A content person is someone who is happy with their whole story, with every little detail of what God is doing with them and with their life.  But it does not mean that they ignore the pain.  It does not mean that they don’t cry to the Lord like David, it doesn’t mean that they don’t seek answers like Job, it doesn’t mean that they don’t ask the Lord to deliver them every day.  We can beg God constantly for deliverance while still believing that He is love and while still believing that His timing is better than ours.  That is where we can find the joy within the trail.  When we are at the brink of disaster and the only thread we have holding us is our prayers, we will see Christ in a way that we cannot see Him without the trial.  When all our efforts have failed and we are just waiting for the Lord to fix our situation, we will feel the strength of the Spirit in a way that we never could have before.  That sweet fellowship with God is something to be thankful for in and of itself.

When someone is really content, when they have accepted that all the workings of their lives are being orchestrated by a God who knows them and loves them, all of their worry and complaints and fear melt away.  When I believe that the God who created me, who gave me all my talents and skills also gave me all my responsibilities, I can be content to let go of pursuing my talents.  When I believe that God wants me to spend the evening doing dishes, then I can cheerfully and without complaint set aside the reading and writing and drawing that I wanted to accomplish.  He made me and He knows how my time should be spent.  He is not wasting my life.
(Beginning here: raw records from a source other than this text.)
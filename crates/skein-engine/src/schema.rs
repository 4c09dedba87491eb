//! Minimal structural JSON schema validation.
//!
//! Supports the subset the engine needs for gate inputs and turn output
//! schemas: `type`, `enum`, `required`, `properties`, and `items`. Violations
//! carry the dot path to the offending value so retry prompts and gate
//! failures can point at the exact field.

use serde_json::Value;

/// One schema violation at a specific location in the value.
#[derive(Debug, Clone, PartialEq, Eq)]
pub struct Violation {
    /// Dot path to the value, `"$"` for the root.
    pub path: String,
    pub message: String,
}

impl Violation {
    fn at(path: &str, message: impl Into<String>) -> Self {
        Violation {
            path: path.to_string(),
            message: message.into(),
        }
    }
}

impl std::fmt::Display for Violation {
    fn fmt(&self, f: &mut std::fmt::Formatter<'_>) -> std::fmt::Result {
        write!(f, "{}: {}", self.path, self.message)
    }
}

/// Validate `value` against `schema`, collecting every violation.
pub fn validate(value: &Value, schema: &Value) -> Vec<Violation> {
    let mut violations = Vec::new();
    validate_at(value, schema, "$", &mut violations);
    violations
}

fn validate_at(value: &Value, schema: &Value, path: &str, out: &mut Vec<Violation>) {
    let Some(schema) = schema.as_object() else {
        return;
    };

    if let Some(allowed) = schema.get("enum").and_then(Value::as_array) {
        if !allowed.iter().any(|candidate| candidate == value) {
            let rendered: Vec<String> = allowed.iter().map(Value::to_string).collect();
            out.push(Violation::at(
                path,
                format!("value must be one of [{}]", rendered.join(", ")),
            ));
            return;
        }
    }

    if let Some(expected) = schema.get("type").and_then(Value::as_str) {
        if !type_matches(value, expected) {
            out.push(Violation::at(
                path,
                format!("expected type '{expected}', got '{}'", type_name(value)),
            ));
            return;
        }
    }

    if let Some(object) = value.as_object() {
        if let Some(required) = schema.get("required").and_then(Value::as_array) {
            for field in required.iter().filter_map(Value::as_str) {
                if !object.contains_key(field) {
                    out.push(Violation::at(
                        path,
                        format!("missing required field '{field}'"),
                    ));
                }
            }
        }
        if let Some(properties) = schema.get("properties").and_then(Value::as_object) {
            for (key, sub_schema) in properties {
                if let Some(sub_value) = object.get(key) {
                    let sub_path = format!("{path}.{key}");
                    validate_at(sub_value, sub_schema, &sub_path, out);
                }
            }
        }
    }

    if let Some(items) = value.as_array() {
        if let Some(item_schema) = schema.get("items") {
            for (index, item) in items.iter().enumerate() {
                let sub_path = format!("{path}[{index}]");
                validate_at(item, item_schema, &sub_path, out);
            }
        }
    }
}

fn type_matches(value: &Value, expected: &str) -> bool {
    match expected {
        "object" => value.is_object(),
        "array" => value.is_array(),
        "string" => value.is_string(),
        "number" => value.is_number(),
        "integer" => value.as_i64().is_some() || value.as_u64().is_some(),
        "boolean" => value.is_boolean(),
        "null" => value.is_null(),
        _ => true,
    }
}

fn type_name(value: &Value) -> &'static str {
    match value {
        Value::Null => "null",
        Value::Bool(_) => "boolean",
        Value::Number(_) => "number",
        Value::String(_) => "string",
        Value::Array(_) => "array",
        Value::Object(_) => "object",
    }
}

#[cfg(test)]
mod tests {
    use super::*;
    use serde_json::json;

    #[test]
    fn accepts_matching_object() {
        let schema = json!({
            "type": "object",
            "required": ["name", "score"],
            "properties": {
                "name": { "type": "string" },
                "score": { "type": "number" }
            }
        });
        let value = json!({ "name": "alpha", "score": 0.9 });
        assert!(validate(&value, &schema).is_empty());
    }

    #[test]
    fn reports_missing_required_fields() {
        let schema = json!({ "type": "object", "required": ["a", "b"] });
        let violations = validate(&json!({ "a": 1 }), &schema);
        assert_eq!(violations.len(), 1);
        assert_eq!(violations[0].path, "$");
        assert!(violations[0].message.contains("'b'"));
    }

    #[test]
    fn reports_type_mismatch_with_paths() {
        let schema = json!({
            "type": "object",
            "properties": { "count": { "type": "integer" } }
        });
        let violations = validate(&json!({ "count": "three" }), &schema);
        assert_eq!(violations[0].path, "$.count");
        assert!(violations[0].message.contains("integer"));
    }

    #[test]
    fn integer_rejects_fractional_number() {
        let schema = json!({ "type": "integer" });
        assert!(validate(&json!(3), &schema).is_empty());
        assert!(!validate(&json!(3.5), &schema).is_empty());
    }

    #[test]
    fn enum_constrains_values() {
        let schema = json!({ "enum": ["PASS", "REJECT"] });
        assert!(validate(&json!("PASS"), &schema).is_empty());
        let violations = validate(&json!("MAYBE"), &schema);
        assert!(violations[0].message.contains("PASS"));
    }

    #[test]
    fn items_validates_each_element() {
        let schema = json!({ "type": "array", "items": { "type": "string" } });
        let violations = validate(&json!(["ok", 5, "ok", null]), &schema);
        assert_eq!(violations.len(), 2);
        assert_eq!(violations[0].path, "$[1]");
        assert_eq!(violations[1].path, "$[3]");
    }

    #[test]
    fn nested_paths_compose() {
        let schema = json!({
            "type": "object",
            "properties": {
                "claims": {
                    "type": "array",
                    "items": {
                        "type": "object",
                        "required": ["text"]
                    }
                }
            }
        });
        let violations = validate(&json!({ "claims": [{ "text": "x" }, {}] }), &schema);
        assert_eq!(violations.len(), 1);
        assert_eq!(violations[0].path, "$.claims[1]");
    }
}
//! Generated artifacts: the `.desktop` entry and the launcher script.
//!
//! Both are rendered only from an [`ArtifactSpec`] and always overwrite the target.

use super::{
    config::{APP_NAME, ArtifactSpec},
    write_executable_atomically,
};
use anyhow::{Result, anyhow};
use std::{fmt::Write as _, path::Path};

pub fn write_desktop_entry(spec: &ArtifactSpec) -> Result<()> {
    let content = render_desktop_entry(spec)?;
    write_executable_atomically(&spec.desktop_entry, &content)?;
    tracing::debug!(path = %spec.desktop_entry.display(), "desktop entry written");
    Ok(())
}

pub fn write_launcher_script(spec: &ArtifactSpec) -> Result<()> {
    let content = render_launcher_script(spec)?;
    write_executable_atomically(&spec.launcher, &content)?;
    tracing::debug!(path = %spec.launcher.display(), "launcher written");
    Ok(())
}

pub fn render_desktop_entry(spec: &ArtifactSpec) -> Result<String> {
    let launcher = desktop_exec_arg(utf8(&spec.launcher)?);
    let icon = desktop_string(utf8(&spec.icon)?);

    let mut out = String::new();
    let _ = writeln!(out, "[Desktop Entry]");
    let _ = writeln!(out, "Type=Application");
    let _ = writeln!(out, "Name={APP_NAME}");
    let _ = writeln!(out, "GenericName=Code Editor");
    let _ = writeln!(out, "Comment=AI-first code editor");
    let _ = writeln!(out, "Exec={launcher} %F");
    let _ = writeln!(out, "Icon={icon}");
    let _ = writeln!(out, "Terminal=false");
    let _ = writeln!(out, "StartupNotify=true");
    let _ = writeln!(out, "StartupWMClass={APP_NAME}");
    let _ = writeln!(out, "Categories=Development;IDE;TextEditor;");
    let _ = writeln!(out, "MimeType=text/plain;inode/directory;");
    let _ = writeln!(out, "Actions=new-empty-window;");
    let _ = writeln!(out);
    let _ = writeln!(out, "[Desktop Action new-empty-window]");
    let _ = writeln!(out, "Name=New Empty Window");
    let _ = writeln!(out, "Exec={launcher} --new-window %F");
    let _ = writeln!(out, "Icon={icon}");
    Ok(out)
}

/// POSIX `sh` launcher. Paths are single-quoted; the sandbox flag is fixed at render time.
pub fn render_launcher_script(spec: &ArtifactSpec) -> Result<String> {
    let bundle = shell_quote(utf8(&spec.bundle)?);
    let log_file = shell_quote(utf8(&spec.log_file)?);
    let sandbox_arg = match spec.sandbox.launch_flag() {
        Some(flag) => format!(" {}", shell_quote(flag)),
        None => String::new(),
    };

    let mut out = String::new();
    let _ = writeln!(out, "#!/bin/sh");
    let _ = writeln!(
        out,
        "# Generated by cursor-installer; `cursor-installer --repair` rewrites this file."
    );
    let _ = writeln!(out, "BUNDLE={bundle}");
    let _ = writeln!(out, "LOG_FILE={log_file}");
    let _ = writeln!(out);
    let _ = writeln!(
        out,
        r#"if [ "$#" -eq 0 ] || {{ [ "$#" -eq 1 ] && [ "$1" = "." ]; }}; then"#
    );
    let _ = writeln!(out, r#"    set -- "$PWD""#);
    let _ = writeln!(out, "fi");
    let _ = writeln!(out);
    let _ = writeln!(
        out,
        r#"nohup "$BUNDLE"{sandbox_arg} "$@" </dev/null >>"$LOG_FILE" 2>&1 &"#
    );
    let _ = writeln!(out, "exit 0");
    Ok(out)
}

fn utf8(path: &Path) -> Result<&str> {
    path.to_str()
        .ok_or_else(|| anyhow!("path is not valid UTF-8: {}", path.display()))
}

/// Single-quotes `value` for POSIX shells.
pub fn shell_quote(value: &str) -> String {
    let mut out = String::with_capacity(value.len() + 2);
    out.push('\'');
    for c in value.chars() {
        if c == '\'' {
            out.push_str(r#"'\''"#);
        } else {
            out.push(c);
        }
    }
    out.push('\'');
    out
}

/// Escapes a value of type `string` in a desktop entry.
fn desktop_string(value: &str) -> String {
    let mut out = String::with_capacity(value.len());
    for c in value.chars() {
        match c {
            '\\' => out.push_str(r"\\"),
            '\n' => out.push_str(r"\n"),
            '\t' => out.push_str(r"\t"),
            '\r' => out.push_str(r"\r"),
            _ => out.push(c),
        }
    }
    out
}

/// Quotes one `Exec=` argument: Exec quoting first, then string escaping, then `%` doubling.
fn desktop_exec_arg(value: &str) -> String {
    const RESERVED: &[char] = &[
        ' ', '\t', '\n', '"', '\'', '\\', '>', '<', '~', '|', '&', ';', '$', '*', '?', '#', '(',
        ')', '`',
    ];
    let quoted = if value.contains(RESERVED) {
        let mut inner = String::with_capacity(value.len() + 2);
        inner.push('"');
        for c in value.chars() {
            if matches!(c, '"' | '`' | '$' | '\\') {
                inner.push('\\');
            }
            inner.push(c);
        }
        inner.push('"');
        inner
    } else {
        value.to_string()
    };
    desktop_string(&quoted).replace('%', "%%")
}

#[cfg(test)]
mod tests {
    use super::*;
    use crate::command::{
        config::{InstallerConfig, SandboxMode},
        is_executable_file,
        testing::{TempRoot, write_file},
    };
    use std::{fs, path::PathBuf};

    fn spec_at(home: &Path, sandbox: SandboxMode) -> ArtifactSpec {
        let config = InstallerConfig::with_home(home);
        config.artifact_spec(&home.join("Applications"), sandbox)
    }

    #[test]
    fn launcher_embeds_paths_and_no_sandbox_flag() {
        let spec = spec_at(Path::new("/home/dev"), SandboxMode::Disabled);
        let script = render_launcher_script(&spec).expect("render");
        assert!(script.starts_with("#!/bin/sh\n"));
        assert!(script.contains("BUNDLE='/home/dev/Applications/cursor.AppImage'\n"));
        assert!(script.contains("LOG_FILE='/home/dev/.cursor_log'\n"));
        assert!(script.contains(r#"set -- "$PWD""#));
        assert!(script.contains(
            r#"nohup "$BUNDLE" '--no-sandbox' "$@" </dev/null >>"$LOG_FILE" 2>&1 &"#
        ));
    }

    #[test]
    fn launcher_without_flag_when_sandbox_enabled() {
        let spec = spec_at(Path::new("/home/dev"), SandboxMode::Enabled);
        let script = render_launcher_script(&spec).expect("render");
        assert!(!script.contains("--no-sandbox"));
        assert!(script.contains(r#"nohup "$BUNDLE" "$@""#));
    }

    #[test]
    fn launcher_quotes_hostile_paths() {
        let spec = spec_at(Path::new("/home/o'neil $(rm -rf ~)"), SandboxMode::Enabled);
        let script = render_launcher_script(&spec).expect("render");
        assert!(script.contains(
            r#"BUNDLE='/home/o'\''neil $(rm -rf ~)/Applications/cursor.AppImage'"#
        ));
    }

    #[test]
    fn rendering_is_deterministic() {
        let spec = spec_at(Path::new("/home/dev"), SandboxMode::Disabled);
        assert_eq!(
            render_launcher_script(&spec).expect("render"),
            render_launcher_script(&spec).expect("render")
        );
        assert_eq!(
            render_desktop_entry(&spec).expect("render"),
            render_desktop_entry(&spec).expect("render")
        );
    }

    #[test]
    fn desktop_entry_points_at_launcher_and_icon() {
        let spec = spec_at(Path::new("/home/dev"), SandboxMode::Disabled);
        let entry = render_desktop_entry(&spec).expect("render");
        assert!(entry.starts_with("[Desktop Entry]\n"));
        assert!(entry.contains("Exec=/home/dev/.local/bin/cursor %F\n"));
        assert!(entry.contains("Icon=/home/dev/.local/share/icons/cursor-icon.svg\n"));
        assert!(entry.contains("Name=Cursor\n"));
        assert!(entry.contains("StartupWMClass=Cursor\n"));
    }

    #[test]
    fn desktop_exec_quotes_reserved_characters() {
        assert_eq!(desktop_exec_arg("/usr/bin/cursor"), "/usr/bin/cursor");
        assert_eq!(
            desktop_exec_arg("/home/my user/bin/cursor"),
            r#""/home/my user/bin/cursor""#
        );
        assert_eq!(desktop_exec_arg("/a$b"), r#""/a\\$b""#);
        assert_eq!(desktop_exec_arg("/100%/cursor"), "/100%%/cursor");
    }

    #[test]
    fn shell_quote_escapes_single_quotes() {
        assert_eq!(shell_quote("plain"), "'plain'");
        assert_eq!(shell_quote("it's"), r#"'it'\''s'"#);
    }

    #[test]
    fn writers_overwrite_and_mark_executable() {
        let root = TempRoot::new("artifact-write");
        let home = root.path().join("home");
        let spec = spec_at(&home, SandboxMode::Disabled);
        write_file(&spec.launcher, b"stale content", 0o644);

        write_launcher_script(&spec).expect("launcher");
        write_desktop_entry(&spec).expect("desktop entry");

        assert_eq!(
            fs::read_to_string(&spec.launcher).expect("read"),
            render_launcher_script(&spec).expect("render")
        );
        assert!(is_executable_file(&spec.launcher));
        assert!(is_executable_file(&spec.desktop_entry));
    }

    #[cfg(unix)]
    #[test]
    fn non_utf8_paths_are_rejected() {
        use std::{ffi::OsStr, os::unix::ffi::OsStrExt};

        let mut spec = spec_at(Path::new("/home/dev"), SandboxMode::Disabled);
        spec.bundle = PathBuf::from(OsStr::from_bytes(b"/home/\xff/cursor.AppImage"));
        assert!(render_launcher_script(&spec).is_err());
    }
}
Contentment has a long view of the story.  It sees the trial as a valley with a light at the end, as just one chapter of the story.  A content person is not defining their story by their struggles, they are defining their story by their deliverances.  A content person isn’t talking about how terrible it was when the Egyptians followed them out of Egypt, they are talking about the chariots that are at the bottom of the sea.  They are not talking about how hungry they were in the wilderness, they are talking about how good the manna tasted and how sweet the quail was after so long without meat.  They know that no matter what horrible trials they will walk through in their stories, the end is always being welcomed to glory, where there are pleasures forevermore.  The content person knows that when at the end of a good story they will see the purpose for all the dark chapters.

Contentment isn’t lost by changing circumstances, it is constant and steady.  In a way, it is self-sufficient, unaffected by surroundings.  It is so easy to think that if we are just strong people we will be able to stand through anything.  That is what our culture tells us. But the truth is the only thing that is never-changing, that is truly self-sufficient is God.  If we are to find this un-changing contentment we have to be completely resting on Him as our rock, because He is the only rock.  The strength of contentment comes in the peace of standing on Christ and believing He loves us.  And when we are strong we can make the most of all our trials, we can learn the lessons we are supposed to be learning, we can help others who are going through the same trials, we can see all the beautiful gifts that God has given even in the darkest places.  But if we are constantly fighting God’s will and constantly distrusting that He loves us, we will constantly be frustrated with whatever is happening in our lives – with our health or our friends or our family or our bank account or our jobs or our possessions or our church or our school or our responsibilities.  Contentment brings the strength not to complain because we are not desperate, we trust that His timing is better than our wants.  That kind of peace brings a strength that can be a light in all sorts of dark places our trials may bring us, that kind of peace can give us the strength to turn our trials into sweet offerings that bring glory to the Lord.